*Directions for this task*
The records below hold a stretch from the line with "pub fn len(&self)" through the line with "let mut dismissed = None;"; return exactly those lines, ends included, and nothing more.

*Dataset records*
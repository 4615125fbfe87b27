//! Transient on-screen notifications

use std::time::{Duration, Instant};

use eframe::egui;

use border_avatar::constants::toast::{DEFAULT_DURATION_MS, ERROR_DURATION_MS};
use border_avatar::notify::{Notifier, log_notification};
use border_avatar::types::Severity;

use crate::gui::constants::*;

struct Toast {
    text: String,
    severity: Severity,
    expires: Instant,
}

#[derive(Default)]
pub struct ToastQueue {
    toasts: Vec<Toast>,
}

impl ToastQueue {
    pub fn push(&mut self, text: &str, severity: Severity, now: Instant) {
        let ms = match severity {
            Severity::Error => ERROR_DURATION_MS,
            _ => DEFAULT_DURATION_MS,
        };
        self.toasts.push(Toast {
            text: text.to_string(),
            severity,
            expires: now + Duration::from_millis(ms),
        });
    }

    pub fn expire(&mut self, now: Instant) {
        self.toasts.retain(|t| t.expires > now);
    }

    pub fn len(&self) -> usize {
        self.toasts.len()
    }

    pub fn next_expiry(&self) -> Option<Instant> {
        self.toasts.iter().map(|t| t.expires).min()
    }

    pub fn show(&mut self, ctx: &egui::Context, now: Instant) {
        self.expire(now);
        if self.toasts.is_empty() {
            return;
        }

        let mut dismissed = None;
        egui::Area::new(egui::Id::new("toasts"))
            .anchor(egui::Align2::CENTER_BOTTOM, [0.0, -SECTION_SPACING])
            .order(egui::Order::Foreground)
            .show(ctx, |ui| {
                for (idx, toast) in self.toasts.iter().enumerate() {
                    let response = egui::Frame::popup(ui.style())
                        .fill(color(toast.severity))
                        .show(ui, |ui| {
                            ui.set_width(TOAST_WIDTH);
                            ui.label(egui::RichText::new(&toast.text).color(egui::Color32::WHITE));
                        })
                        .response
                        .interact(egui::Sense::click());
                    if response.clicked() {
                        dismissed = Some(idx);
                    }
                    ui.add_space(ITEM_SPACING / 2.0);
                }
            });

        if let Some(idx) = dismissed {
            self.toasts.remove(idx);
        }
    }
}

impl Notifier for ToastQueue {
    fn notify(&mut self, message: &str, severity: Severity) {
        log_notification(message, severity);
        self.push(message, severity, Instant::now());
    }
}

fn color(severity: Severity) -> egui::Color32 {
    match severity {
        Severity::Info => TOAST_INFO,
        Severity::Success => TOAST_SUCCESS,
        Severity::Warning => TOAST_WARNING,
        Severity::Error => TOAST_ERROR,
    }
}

*Result of this task*
    pub fn len(&self) -> usize {
        self.toasts.len()
    }

    pub fn next_expiry(&self) -> Option<Instant> {
        self.toasts.iter().map(|t| t.expires).min()
    }

    pub fn show(&mut self, ctx: &egui::Context, now: Instant) {
        self.expire(now);
        if self.toasts.is_empty() {
            return;
        }

        let mut dismissed = None;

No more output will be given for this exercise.